Mas você também teve seus dias de surf, de ventos, de radicalismos, e de prender o dedo na bicicleta, cair na piscina, levar pedrada no olho, tantos pontos no joelho…e eu, ah! Como as mães sofrem as dores dos filhos.

Você bem tem sua doçura, mas cercado de uns lampejos de siri na Lata!! Mas nem gostas tanto assim de carnaval… Também enfrentou suas agruras difíceis. Por vezes, a vida tratou-lhe mal, eu sei, meu filho querido, e a mim também, por vezes. Mas Juca e Fred bem que dessas curvas entendiam! Mas conseguimos tomar as rédeas.Assumir responsabilidades e seguir. E ainda teve suas licenças poéticas para construir uma fonte com peixinhos no nosso jardim. Com uma água que jorra de lágrimas de saudades eternas do seu “padrasto”, que não aceitava esse posto. Era pai também. E sorte a sua hein menino? Dois pais!
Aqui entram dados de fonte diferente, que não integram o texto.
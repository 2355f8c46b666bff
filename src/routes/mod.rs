// Route exports
pub mod pages;
pub mod predict;

use actix_web::web;

pub fn configure_routes(cfg: &mut web::ServiceConfig) {
    cfg.route("/", web::get().to(pages::index))
        .service(web::scope("/api/v1").configure(predict::configure));
}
Hoje, quando lhe vejo adulto, homem, tocador da sua vida, trabalhador, pregando seus quadros nas paredes do seu canto, amoroso com a sua mulher, e dando conta de tantas coisas que pensei serem insuportavelmente administráveis, sinto muito orgulho da sua bravura. Da sua resiliência e alegria de viver.

Seja feliz meu filho. E Juca lhe manda beijos lá dos céus também.